Exercise aim> When the word "LinkedIn" shows up in a line of the records below, copy that line.
Segment Start: Material provided
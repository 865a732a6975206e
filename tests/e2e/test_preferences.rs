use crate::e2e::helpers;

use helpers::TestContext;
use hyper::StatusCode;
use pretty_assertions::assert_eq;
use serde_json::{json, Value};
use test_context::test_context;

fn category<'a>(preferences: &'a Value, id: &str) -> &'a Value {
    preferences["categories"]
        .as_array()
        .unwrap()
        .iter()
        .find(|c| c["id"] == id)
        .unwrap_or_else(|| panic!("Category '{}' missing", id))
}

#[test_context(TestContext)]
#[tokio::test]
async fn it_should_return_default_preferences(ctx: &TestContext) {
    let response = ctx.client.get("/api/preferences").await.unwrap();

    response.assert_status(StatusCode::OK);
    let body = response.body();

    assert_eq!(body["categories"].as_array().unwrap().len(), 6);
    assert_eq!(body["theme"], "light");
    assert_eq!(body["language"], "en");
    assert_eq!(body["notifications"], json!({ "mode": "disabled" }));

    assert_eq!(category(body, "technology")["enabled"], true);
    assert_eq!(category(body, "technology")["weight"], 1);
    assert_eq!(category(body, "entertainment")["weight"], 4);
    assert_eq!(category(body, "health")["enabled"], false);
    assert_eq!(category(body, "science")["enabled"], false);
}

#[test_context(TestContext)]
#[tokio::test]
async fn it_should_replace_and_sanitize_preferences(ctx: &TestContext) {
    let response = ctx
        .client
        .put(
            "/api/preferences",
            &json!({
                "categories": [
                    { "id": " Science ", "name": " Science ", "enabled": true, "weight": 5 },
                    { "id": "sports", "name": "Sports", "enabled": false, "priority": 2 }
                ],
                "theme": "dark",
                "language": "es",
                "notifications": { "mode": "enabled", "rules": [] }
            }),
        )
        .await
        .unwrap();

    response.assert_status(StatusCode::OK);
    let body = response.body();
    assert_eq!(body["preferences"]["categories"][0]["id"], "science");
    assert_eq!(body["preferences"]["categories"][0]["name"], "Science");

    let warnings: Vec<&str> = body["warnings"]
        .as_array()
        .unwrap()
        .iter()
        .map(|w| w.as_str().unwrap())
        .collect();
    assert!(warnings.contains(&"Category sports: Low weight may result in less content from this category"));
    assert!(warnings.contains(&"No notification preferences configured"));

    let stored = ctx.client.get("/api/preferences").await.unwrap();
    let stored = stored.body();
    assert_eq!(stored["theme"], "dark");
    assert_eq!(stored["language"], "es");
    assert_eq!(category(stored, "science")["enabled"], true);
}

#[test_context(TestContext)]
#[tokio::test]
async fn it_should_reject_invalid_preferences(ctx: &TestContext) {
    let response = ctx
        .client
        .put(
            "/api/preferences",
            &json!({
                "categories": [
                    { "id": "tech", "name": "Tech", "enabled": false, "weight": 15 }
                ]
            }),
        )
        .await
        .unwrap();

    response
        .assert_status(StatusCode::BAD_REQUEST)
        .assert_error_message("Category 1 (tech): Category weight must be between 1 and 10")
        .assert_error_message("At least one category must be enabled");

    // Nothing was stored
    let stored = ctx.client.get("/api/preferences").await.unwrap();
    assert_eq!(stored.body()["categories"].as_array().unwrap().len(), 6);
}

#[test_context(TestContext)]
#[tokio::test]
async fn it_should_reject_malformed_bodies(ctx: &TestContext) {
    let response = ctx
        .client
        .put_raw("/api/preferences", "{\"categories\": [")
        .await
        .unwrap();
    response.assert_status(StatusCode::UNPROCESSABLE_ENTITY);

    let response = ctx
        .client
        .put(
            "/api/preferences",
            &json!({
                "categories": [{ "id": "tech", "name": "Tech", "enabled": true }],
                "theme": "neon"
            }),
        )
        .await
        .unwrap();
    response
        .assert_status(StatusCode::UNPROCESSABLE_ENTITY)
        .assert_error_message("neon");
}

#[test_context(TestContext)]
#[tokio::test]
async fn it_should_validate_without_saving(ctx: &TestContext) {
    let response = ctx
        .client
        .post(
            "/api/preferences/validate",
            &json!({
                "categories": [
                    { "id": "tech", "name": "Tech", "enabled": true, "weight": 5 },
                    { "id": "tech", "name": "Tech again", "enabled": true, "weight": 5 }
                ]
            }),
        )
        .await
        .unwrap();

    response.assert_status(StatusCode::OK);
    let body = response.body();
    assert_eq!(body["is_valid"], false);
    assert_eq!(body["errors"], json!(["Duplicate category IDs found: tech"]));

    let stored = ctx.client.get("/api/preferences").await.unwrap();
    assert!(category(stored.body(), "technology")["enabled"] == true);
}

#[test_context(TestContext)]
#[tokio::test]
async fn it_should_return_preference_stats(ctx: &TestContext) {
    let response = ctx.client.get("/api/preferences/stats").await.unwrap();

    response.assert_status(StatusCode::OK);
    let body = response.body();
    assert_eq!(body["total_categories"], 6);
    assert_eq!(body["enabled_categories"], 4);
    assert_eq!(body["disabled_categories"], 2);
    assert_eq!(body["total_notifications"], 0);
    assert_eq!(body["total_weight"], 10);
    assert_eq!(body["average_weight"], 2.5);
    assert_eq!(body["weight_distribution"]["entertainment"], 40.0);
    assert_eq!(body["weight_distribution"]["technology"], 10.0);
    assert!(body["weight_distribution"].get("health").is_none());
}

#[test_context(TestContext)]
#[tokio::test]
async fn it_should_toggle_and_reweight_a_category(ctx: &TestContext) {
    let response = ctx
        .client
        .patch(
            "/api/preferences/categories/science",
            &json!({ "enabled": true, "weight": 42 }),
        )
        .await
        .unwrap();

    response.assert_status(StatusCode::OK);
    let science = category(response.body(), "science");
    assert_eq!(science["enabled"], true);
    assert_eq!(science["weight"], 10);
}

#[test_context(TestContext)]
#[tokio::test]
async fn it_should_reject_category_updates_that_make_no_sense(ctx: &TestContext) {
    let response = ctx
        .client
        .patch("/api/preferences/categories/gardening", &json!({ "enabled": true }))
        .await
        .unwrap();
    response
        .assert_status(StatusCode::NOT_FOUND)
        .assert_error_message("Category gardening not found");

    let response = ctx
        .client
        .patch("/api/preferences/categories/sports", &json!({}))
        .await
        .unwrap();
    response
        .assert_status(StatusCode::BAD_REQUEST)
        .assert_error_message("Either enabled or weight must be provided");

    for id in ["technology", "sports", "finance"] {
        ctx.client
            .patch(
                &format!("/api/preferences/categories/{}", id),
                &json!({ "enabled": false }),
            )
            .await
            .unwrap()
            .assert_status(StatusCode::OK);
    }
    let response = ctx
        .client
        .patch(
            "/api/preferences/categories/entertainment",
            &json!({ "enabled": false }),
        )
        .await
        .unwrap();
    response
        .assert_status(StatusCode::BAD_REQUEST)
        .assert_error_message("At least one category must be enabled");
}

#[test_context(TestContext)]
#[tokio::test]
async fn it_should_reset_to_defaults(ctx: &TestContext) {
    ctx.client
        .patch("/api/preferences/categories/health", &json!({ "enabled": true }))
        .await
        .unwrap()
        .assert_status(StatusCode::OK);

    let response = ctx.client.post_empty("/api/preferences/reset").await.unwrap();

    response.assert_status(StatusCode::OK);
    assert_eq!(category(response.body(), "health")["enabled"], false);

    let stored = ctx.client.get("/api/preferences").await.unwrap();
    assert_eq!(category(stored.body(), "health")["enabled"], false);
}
Segment End: Material provided
Segment Start: Material provided
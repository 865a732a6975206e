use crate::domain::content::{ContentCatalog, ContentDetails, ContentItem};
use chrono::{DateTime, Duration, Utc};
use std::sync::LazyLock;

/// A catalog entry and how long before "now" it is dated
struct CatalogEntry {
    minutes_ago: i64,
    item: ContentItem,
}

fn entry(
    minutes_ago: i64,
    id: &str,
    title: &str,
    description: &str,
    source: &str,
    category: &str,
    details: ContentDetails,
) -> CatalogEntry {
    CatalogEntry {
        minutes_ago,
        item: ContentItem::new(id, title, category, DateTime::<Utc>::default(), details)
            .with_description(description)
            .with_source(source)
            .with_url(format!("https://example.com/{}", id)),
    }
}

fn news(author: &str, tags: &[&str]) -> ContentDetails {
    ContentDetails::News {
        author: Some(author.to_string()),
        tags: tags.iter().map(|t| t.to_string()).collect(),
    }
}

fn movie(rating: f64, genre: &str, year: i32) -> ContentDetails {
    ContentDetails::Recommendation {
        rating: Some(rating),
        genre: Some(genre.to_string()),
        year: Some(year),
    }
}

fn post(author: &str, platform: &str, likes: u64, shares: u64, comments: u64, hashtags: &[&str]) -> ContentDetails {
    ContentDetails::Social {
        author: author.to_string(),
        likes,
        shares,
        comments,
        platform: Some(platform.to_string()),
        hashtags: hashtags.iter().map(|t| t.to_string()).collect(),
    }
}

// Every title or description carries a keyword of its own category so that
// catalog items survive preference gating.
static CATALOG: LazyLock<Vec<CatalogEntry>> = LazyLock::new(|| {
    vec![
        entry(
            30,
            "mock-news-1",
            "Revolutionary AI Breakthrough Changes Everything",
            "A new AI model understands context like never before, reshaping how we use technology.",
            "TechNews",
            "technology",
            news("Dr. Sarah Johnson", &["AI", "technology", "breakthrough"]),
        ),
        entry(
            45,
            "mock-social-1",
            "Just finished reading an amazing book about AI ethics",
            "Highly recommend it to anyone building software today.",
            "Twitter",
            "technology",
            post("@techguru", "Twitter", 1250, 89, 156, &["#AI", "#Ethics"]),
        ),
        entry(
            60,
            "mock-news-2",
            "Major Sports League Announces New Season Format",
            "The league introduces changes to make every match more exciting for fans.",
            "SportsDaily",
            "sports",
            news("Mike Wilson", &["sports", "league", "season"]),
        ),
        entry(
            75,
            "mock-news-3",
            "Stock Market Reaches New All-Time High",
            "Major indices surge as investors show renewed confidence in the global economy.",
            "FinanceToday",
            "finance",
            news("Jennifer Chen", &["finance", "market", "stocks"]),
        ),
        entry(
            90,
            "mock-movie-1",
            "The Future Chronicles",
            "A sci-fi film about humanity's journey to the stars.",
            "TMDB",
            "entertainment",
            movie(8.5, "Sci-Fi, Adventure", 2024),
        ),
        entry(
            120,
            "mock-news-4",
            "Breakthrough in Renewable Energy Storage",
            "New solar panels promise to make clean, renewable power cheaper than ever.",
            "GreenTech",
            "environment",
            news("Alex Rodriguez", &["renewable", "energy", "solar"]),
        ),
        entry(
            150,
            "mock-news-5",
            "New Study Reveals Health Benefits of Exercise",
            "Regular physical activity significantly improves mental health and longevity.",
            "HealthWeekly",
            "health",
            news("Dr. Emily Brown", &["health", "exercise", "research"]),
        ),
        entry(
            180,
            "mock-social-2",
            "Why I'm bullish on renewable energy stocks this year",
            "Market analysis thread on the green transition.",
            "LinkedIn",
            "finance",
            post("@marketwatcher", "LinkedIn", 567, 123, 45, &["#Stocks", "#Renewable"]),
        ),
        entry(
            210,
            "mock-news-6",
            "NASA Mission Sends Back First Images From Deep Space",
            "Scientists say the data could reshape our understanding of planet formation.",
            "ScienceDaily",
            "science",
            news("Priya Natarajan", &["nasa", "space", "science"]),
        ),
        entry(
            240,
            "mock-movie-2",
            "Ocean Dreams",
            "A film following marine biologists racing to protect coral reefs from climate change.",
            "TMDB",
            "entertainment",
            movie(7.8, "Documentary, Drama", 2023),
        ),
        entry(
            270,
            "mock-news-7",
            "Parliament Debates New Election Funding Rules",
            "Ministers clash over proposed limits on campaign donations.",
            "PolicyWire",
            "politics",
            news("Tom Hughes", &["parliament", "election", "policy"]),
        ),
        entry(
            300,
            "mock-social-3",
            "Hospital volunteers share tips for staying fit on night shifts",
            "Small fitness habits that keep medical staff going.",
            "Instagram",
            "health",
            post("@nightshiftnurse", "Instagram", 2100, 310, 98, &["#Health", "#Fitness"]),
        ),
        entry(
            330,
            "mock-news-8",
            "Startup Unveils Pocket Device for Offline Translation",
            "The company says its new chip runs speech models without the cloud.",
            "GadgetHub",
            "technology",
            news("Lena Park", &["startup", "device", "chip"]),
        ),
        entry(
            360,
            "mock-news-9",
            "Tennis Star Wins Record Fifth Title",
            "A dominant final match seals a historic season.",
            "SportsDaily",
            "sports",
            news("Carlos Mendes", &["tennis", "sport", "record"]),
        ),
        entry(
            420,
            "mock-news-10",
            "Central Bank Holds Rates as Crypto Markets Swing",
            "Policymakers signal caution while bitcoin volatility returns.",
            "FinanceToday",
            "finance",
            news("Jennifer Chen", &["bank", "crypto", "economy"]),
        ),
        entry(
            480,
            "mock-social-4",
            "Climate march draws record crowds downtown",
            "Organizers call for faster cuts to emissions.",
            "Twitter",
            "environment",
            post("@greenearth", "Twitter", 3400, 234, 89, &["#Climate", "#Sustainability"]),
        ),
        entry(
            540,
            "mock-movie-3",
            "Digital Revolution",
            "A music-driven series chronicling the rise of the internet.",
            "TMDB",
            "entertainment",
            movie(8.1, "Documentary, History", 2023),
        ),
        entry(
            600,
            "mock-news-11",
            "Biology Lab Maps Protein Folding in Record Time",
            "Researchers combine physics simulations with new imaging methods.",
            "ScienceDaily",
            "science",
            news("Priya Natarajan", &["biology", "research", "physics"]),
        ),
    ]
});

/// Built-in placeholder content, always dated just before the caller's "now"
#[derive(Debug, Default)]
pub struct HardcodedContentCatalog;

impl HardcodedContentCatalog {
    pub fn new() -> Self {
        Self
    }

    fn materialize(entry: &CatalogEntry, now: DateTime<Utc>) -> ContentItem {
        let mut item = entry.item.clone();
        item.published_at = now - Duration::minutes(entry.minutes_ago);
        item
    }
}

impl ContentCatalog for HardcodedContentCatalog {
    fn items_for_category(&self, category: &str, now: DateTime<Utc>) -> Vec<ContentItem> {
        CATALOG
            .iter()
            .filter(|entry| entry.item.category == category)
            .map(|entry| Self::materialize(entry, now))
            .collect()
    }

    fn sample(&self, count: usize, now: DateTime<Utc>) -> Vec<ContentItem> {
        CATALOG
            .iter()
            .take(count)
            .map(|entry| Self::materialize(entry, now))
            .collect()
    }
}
Segment End: Material provided
Exercise result>
            "LinkedIn",
            post("@marketwatcher", "LinkedIn", 567, 123, 45, &["#Stocks", "#Renewable"]),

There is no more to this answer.